* **Task statement**
Reproduce exactly the lines from the top of the records below through the line holding "self.pending_count += 1;".
[Opening Data section section]
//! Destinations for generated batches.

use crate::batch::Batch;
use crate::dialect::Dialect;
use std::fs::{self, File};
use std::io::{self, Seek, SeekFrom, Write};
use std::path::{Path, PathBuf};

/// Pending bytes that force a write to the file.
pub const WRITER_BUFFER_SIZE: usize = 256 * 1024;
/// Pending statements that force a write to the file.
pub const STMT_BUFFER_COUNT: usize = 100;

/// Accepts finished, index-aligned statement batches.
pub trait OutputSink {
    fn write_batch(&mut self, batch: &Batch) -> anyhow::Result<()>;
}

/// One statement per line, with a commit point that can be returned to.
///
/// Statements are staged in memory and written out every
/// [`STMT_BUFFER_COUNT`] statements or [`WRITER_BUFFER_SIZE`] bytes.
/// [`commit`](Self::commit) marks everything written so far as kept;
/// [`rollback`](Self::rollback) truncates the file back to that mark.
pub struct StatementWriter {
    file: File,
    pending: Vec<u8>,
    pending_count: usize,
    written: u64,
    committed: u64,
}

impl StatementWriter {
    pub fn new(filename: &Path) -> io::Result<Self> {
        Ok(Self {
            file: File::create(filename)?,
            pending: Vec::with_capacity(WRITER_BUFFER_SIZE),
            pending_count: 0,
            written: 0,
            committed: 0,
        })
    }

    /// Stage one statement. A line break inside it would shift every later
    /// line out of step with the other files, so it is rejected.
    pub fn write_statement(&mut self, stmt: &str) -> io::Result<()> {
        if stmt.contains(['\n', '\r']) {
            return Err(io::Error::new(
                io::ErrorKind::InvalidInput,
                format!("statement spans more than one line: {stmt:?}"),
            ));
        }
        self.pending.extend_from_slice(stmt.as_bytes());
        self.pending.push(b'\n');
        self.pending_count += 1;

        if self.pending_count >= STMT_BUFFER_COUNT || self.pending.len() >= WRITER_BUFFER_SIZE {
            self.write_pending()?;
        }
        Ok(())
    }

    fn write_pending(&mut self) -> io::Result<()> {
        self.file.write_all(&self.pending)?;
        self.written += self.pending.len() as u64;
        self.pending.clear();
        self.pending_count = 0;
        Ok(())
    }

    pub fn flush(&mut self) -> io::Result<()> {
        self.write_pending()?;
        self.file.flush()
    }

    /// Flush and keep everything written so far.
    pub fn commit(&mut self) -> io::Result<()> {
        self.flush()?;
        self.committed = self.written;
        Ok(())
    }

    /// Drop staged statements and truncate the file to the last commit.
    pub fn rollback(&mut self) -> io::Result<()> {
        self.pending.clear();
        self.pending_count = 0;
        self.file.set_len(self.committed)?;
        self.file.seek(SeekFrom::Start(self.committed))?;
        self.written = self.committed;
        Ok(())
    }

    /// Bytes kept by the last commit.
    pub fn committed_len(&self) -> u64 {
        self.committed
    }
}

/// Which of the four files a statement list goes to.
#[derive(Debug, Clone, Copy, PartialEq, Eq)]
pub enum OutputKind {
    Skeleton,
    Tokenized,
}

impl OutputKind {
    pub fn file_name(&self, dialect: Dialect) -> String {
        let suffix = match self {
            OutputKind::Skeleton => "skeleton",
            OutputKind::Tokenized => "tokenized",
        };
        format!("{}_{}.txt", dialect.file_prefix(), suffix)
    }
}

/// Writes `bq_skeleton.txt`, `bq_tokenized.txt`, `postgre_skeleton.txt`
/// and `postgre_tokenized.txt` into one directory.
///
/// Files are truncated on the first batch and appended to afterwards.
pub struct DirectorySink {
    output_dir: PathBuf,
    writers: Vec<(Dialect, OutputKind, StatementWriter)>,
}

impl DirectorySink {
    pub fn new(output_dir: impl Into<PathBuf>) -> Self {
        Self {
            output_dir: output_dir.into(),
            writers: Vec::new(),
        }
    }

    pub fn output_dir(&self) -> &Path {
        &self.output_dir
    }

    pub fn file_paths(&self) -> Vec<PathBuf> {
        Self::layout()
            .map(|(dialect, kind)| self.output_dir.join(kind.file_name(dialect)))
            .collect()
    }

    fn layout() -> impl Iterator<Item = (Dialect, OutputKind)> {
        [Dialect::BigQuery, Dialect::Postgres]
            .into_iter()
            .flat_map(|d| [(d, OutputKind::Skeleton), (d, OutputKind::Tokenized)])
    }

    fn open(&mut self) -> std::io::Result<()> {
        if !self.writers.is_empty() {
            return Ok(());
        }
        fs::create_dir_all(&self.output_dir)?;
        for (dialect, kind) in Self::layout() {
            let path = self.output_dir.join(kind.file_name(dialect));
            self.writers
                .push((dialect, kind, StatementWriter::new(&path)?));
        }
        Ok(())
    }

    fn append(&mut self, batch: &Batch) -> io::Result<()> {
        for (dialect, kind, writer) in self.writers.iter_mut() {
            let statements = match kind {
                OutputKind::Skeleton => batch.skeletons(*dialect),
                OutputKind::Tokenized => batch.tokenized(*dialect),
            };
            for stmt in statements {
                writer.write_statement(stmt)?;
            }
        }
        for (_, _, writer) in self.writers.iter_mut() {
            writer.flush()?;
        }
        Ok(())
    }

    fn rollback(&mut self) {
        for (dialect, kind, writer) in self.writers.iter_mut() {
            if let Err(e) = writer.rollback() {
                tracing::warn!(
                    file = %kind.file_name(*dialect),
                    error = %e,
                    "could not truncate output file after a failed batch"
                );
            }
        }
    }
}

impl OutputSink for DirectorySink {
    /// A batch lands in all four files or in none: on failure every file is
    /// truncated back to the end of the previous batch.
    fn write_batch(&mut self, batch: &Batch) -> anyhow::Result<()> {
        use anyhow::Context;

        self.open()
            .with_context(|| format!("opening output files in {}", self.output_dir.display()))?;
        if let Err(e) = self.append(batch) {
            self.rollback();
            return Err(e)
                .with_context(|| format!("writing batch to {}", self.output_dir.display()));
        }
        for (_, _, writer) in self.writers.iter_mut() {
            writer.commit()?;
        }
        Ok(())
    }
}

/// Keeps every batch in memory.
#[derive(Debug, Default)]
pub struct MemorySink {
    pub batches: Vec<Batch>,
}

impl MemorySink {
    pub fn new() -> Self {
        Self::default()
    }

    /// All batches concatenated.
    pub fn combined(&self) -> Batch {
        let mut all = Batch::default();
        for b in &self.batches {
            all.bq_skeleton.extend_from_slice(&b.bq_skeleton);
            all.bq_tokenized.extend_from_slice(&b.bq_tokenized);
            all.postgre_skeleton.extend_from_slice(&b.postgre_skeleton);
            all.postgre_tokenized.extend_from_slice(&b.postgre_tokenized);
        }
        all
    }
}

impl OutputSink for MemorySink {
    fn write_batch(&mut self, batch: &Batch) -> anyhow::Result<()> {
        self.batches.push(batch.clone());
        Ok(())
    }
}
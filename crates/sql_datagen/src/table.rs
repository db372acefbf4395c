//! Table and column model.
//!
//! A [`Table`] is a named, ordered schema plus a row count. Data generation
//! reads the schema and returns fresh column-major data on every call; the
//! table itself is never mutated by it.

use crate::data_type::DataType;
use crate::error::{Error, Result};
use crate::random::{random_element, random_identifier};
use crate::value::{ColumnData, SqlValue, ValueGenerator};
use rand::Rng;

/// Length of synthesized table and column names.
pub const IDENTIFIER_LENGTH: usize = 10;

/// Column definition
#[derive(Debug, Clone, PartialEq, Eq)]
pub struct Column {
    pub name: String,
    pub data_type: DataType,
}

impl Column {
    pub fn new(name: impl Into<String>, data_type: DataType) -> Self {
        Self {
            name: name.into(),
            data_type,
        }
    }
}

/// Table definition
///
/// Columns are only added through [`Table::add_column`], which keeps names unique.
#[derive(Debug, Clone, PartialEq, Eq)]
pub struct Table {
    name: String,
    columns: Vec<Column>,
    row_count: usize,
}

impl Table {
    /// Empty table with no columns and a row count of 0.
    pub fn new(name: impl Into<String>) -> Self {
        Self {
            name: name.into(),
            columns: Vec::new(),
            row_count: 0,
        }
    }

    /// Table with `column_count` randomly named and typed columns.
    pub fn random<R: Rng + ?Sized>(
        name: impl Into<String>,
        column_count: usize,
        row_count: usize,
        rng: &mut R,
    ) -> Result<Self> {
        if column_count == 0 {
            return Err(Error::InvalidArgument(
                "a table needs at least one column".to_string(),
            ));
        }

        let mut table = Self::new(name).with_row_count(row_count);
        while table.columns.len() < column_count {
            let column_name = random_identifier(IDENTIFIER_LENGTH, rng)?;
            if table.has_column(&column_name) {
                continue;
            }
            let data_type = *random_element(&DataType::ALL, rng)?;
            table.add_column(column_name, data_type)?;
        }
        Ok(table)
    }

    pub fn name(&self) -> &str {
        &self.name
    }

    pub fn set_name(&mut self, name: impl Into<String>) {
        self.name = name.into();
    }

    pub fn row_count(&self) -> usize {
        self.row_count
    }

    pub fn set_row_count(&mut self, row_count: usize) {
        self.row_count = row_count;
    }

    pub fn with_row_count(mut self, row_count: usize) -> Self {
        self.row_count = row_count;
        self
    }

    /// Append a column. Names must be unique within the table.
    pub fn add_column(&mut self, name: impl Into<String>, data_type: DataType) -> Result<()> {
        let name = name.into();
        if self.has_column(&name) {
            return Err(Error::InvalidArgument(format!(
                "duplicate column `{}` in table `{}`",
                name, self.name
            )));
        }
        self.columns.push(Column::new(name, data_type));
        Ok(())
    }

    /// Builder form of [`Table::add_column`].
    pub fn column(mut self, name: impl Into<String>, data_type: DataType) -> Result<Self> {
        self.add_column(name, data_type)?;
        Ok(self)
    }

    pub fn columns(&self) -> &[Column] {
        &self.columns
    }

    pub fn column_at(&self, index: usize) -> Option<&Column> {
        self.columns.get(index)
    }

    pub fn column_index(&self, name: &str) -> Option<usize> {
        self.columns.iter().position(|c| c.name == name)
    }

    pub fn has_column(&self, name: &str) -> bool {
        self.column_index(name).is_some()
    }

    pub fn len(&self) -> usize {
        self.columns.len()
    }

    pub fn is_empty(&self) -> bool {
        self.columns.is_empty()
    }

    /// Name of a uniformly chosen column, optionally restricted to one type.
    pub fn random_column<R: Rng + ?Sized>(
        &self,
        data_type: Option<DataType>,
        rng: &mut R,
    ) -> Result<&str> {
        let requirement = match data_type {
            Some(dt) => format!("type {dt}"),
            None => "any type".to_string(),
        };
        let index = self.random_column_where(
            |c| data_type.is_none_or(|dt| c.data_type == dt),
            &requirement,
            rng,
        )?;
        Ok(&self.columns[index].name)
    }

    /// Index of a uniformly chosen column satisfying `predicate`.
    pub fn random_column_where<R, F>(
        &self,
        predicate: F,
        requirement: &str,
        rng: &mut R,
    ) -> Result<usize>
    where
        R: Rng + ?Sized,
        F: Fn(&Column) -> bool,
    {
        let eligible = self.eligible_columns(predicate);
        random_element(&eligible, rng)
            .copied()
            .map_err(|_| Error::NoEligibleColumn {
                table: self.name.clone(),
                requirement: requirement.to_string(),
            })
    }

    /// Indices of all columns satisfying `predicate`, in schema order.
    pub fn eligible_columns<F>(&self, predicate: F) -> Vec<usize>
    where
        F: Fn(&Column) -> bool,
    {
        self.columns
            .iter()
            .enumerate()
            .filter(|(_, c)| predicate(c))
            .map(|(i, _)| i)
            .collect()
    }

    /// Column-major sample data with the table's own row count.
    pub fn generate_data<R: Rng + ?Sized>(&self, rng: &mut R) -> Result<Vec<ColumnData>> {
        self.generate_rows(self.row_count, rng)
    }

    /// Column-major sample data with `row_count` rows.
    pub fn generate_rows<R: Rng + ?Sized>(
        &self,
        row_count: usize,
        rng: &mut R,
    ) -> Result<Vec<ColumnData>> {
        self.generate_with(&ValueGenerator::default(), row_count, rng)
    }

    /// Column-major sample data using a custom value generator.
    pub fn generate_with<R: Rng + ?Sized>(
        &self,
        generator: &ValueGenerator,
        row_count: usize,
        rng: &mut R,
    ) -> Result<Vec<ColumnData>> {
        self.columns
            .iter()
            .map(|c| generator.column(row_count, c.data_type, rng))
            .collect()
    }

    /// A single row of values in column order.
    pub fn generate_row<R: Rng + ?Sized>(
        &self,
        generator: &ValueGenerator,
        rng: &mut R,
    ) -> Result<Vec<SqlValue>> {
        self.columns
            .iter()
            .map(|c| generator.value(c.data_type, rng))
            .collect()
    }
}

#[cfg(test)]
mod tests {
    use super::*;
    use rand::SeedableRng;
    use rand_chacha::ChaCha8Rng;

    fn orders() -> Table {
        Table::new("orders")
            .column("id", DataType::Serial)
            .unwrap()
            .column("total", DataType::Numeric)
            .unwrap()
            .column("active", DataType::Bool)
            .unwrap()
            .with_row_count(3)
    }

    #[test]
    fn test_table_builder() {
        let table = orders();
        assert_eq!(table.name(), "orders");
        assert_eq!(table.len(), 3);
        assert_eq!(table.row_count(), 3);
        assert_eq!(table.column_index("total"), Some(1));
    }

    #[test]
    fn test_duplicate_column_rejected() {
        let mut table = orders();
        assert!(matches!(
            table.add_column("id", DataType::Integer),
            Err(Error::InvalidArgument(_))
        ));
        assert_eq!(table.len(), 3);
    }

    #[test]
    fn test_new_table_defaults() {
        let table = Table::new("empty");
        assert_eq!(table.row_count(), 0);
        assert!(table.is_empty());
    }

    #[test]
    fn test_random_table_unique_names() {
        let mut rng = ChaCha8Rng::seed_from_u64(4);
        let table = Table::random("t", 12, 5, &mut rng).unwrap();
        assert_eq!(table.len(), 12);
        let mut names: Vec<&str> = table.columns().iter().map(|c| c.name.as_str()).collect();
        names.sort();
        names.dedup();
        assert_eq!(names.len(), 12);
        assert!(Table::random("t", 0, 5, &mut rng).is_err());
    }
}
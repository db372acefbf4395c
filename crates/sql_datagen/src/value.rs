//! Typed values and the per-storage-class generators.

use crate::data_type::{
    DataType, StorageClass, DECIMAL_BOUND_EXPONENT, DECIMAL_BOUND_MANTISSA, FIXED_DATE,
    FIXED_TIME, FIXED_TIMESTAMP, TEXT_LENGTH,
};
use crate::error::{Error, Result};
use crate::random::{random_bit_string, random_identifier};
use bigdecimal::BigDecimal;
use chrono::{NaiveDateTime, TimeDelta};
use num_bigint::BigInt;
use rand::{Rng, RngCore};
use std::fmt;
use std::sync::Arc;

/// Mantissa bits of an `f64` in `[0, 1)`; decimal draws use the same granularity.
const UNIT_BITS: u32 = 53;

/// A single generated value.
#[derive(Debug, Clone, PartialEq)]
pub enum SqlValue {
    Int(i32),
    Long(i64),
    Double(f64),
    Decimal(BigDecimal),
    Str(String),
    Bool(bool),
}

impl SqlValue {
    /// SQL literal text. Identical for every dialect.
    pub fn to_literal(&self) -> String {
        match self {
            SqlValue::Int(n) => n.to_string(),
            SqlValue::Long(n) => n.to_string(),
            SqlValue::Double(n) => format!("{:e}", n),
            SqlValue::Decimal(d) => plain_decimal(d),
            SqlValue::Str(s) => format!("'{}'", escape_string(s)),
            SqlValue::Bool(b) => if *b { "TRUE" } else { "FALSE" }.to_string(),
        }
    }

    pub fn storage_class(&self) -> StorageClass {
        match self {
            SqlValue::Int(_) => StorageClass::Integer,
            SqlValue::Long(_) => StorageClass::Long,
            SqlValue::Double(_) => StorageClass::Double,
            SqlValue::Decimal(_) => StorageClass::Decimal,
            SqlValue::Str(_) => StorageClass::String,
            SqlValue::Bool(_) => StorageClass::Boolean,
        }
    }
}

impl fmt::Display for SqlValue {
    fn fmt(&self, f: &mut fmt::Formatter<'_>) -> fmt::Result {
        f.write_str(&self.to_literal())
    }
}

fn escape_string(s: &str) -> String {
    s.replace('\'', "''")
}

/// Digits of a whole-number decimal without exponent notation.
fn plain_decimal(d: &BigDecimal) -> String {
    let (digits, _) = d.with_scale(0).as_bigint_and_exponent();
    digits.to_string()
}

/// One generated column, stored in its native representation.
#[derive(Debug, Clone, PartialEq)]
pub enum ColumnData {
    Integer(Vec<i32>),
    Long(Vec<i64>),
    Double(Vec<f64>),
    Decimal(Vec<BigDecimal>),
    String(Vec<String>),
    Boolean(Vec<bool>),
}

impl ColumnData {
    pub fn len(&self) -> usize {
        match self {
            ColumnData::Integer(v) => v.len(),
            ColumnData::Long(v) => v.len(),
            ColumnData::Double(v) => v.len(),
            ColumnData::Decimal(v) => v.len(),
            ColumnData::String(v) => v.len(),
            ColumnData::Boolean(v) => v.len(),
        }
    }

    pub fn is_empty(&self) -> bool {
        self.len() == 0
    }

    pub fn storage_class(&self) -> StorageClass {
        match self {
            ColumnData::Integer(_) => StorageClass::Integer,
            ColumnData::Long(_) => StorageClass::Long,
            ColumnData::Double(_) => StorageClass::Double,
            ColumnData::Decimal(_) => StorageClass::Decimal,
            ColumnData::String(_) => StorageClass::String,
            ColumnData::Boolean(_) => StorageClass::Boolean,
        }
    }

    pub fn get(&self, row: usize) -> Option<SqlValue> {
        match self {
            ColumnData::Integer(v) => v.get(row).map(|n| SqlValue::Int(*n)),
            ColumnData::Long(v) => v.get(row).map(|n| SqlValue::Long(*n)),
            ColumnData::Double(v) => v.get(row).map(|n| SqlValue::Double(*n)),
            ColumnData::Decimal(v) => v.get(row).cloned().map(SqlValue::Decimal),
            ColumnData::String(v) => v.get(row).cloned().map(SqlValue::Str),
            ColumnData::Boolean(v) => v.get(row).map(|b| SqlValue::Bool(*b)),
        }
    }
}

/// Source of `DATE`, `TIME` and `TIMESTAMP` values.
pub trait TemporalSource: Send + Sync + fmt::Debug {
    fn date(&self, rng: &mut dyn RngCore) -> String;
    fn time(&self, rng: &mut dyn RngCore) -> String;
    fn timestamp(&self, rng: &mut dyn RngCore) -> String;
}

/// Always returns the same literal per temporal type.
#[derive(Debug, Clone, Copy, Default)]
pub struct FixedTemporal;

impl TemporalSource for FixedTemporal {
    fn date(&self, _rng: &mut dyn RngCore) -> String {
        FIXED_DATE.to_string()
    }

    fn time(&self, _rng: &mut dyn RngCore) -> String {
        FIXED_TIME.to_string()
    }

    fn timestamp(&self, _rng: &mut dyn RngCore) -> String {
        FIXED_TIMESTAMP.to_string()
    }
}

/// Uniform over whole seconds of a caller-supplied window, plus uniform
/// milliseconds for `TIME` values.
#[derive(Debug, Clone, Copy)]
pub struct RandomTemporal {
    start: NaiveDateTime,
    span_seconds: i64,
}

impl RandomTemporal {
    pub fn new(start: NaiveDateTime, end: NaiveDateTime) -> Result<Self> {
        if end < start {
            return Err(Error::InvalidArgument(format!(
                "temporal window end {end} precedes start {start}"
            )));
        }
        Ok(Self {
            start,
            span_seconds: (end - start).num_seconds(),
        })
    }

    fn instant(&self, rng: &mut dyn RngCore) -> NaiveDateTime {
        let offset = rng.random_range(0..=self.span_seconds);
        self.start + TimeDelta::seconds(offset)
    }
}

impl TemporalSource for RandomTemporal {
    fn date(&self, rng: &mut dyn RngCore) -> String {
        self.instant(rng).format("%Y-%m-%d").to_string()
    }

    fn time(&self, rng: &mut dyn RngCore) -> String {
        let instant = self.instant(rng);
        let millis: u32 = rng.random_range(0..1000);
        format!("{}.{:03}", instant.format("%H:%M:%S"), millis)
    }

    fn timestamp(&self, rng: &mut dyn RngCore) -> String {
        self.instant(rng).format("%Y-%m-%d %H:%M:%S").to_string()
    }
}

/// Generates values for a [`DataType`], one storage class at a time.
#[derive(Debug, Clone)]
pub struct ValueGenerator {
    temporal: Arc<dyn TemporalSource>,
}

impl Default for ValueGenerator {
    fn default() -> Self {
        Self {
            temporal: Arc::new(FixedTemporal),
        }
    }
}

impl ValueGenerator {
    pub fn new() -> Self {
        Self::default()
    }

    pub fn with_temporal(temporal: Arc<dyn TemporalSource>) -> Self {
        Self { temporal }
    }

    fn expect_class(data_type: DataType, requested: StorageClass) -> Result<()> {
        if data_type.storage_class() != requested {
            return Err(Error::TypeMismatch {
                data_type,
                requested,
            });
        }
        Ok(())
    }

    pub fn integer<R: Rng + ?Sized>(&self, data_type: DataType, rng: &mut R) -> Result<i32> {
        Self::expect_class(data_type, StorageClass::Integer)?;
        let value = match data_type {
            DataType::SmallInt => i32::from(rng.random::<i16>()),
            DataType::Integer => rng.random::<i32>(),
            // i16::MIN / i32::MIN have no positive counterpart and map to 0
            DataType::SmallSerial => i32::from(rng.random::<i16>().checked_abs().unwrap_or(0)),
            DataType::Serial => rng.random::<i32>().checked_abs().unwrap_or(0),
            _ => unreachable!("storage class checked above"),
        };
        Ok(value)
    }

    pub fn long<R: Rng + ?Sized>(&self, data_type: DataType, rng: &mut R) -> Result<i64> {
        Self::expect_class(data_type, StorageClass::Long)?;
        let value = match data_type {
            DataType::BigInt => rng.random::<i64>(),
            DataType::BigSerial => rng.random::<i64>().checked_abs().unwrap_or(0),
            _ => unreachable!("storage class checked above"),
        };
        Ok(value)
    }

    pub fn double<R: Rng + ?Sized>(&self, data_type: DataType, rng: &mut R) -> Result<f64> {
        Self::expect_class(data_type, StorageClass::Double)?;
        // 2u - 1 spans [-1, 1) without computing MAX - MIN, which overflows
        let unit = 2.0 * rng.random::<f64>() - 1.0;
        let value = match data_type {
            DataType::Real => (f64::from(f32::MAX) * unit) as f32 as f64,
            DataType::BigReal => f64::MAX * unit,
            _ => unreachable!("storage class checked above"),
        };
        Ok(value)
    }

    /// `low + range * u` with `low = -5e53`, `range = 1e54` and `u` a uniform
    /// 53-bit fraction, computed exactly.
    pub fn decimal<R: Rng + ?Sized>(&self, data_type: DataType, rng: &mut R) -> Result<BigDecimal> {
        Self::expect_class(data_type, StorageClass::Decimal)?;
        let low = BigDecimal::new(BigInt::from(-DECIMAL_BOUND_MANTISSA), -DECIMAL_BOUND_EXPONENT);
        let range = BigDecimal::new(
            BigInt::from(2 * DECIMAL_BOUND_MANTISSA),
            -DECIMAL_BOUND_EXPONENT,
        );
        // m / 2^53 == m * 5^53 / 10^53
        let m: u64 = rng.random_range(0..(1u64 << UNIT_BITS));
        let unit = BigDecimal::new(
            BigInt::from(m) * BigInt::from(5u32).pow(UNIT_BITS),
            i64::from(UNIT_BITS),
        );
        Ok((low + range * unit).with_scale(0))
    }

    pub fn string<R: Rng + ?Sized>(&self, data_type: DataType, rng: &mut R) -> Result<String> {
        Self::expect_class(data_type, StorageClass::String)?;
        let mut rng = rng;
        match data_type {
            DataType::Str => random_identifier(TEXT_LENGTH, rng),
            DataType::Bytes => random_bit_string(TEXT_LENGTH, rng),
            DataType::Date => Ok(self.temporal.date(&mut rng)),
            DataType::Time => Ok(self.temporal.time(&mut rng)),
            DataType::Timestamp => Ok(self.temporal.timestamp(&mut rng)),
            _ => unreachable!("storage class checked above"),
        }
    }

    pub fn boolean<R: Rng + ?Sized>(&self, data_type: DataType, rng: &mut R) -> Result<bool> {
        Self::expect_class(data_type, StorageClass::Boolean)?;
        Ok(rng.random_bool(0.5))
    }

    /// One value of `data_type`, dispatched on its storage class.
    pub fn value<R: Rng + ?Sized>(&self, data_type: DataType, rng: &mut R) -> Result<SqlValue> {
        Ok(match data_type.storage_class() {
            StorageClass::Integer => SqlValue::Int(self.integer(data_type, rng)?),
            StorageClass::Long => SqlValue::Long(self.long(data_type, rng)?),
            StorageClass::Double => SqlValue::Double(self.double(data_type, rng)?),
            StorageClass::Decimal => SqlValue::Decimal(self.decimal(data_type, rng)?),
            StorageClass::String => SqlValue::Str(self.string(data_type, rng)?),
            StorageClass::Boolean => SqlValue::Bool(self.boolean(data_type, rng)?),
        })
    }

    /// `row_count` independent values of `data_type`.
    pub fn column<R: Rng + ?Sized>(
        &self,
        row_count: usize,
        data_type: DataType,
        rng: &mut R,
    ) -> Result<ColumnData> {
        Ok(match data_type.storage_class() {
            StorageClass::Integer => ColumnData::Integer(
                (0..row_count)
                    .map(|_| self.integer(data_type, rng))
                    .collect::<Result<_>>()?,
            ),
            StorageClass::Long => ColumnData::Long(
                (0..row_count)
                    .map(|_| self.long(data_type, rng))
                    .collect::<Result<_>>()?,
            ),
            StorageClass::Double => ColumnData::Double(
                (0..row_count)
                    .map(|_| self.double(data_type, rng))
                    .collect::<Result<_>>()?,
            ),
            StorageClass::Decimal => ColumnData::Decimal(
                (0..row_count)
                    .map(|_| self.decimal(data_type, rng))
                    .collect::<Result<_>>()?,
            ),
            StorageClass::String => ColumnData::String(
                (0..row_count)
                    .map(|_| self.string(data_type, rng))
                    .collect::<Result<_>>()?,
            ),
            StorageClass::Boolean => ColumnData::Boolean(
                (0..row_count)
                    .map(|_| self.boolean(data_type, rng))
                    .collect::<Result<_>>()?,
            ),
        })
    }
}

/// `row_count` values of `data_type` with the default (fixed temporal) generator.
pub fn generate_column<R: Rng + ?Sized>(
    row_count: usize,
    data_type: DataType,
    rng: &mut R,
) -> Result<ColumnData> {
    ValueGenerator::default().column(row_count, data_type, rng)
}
[Closing Data section section]
* **Exercise solution**
//! Destinations for generated batches.

use crate::batch::Batch;
use crate::dialect::Dialect;
use std::fs::{self, File};
use std::io::{self, Seek, SeekFrom, Write};
use std::path::{Path, PathBuf};

/// Pending bytes that force a write to the file.
pub const WRITER_BUFFER_SIZE: usize = 256 * 1024;
/// Pending statements that force a write to the file.
pub const STMT_BUFFER_COUNT: usize = 100;

/// Accepts finished, index-aligned statement batches.
pub trait OutputSink {
    fn write_batch(&mut self, batch: &Batch) -> anyhow::Result<()>;
}

/// One statement per line, with a commit point that can be returned to.
///
/// Statements are staged in memory and written out every
/// [`STMT_BUFFER_COUNT`] statements or [`WRITER_BUFFER_SIZE`] bytes.
/// [`commit`](Self::commit) marks everything written so far as kept;
/// [`rollback`](Self::rollback) truncates the file back to that mark.
pub struct StatementWriter {
    file: File,
    pending: Vec<u8>,
    pending_count: usize,
    written: u64,
    committed: u64,
}

impl StatementWriter {
    pub fn new(filename: &Path) -> io::Result<Self> {
        Ok(Self {
            file: File::create(filename)?,
            pending: Vec::with_capacity(WRITER_BUFFER_SIZE),
            pending_count: 0,
            written: 0,
            committed: 0,
        })
    }

    /// Stage one statement. A line break inside it would shift every later
    /// line out of step with the other files, so it is rejected.
    pub fn write_statement(&mut self, stmt: &str) -> io::Result<()> {
        if stmt.contains(['\n', '\r']) {
            return Err(io::Error::new(
                io::ErrorKind::InvalidInput,
                format!("statement spans more than one line: {stmt:?}"),
            ));
        }
        self.pending.extend_from_slice(stmt.as_bytes());
        self.pending.push(b'\n');
        self.pending_count += 1;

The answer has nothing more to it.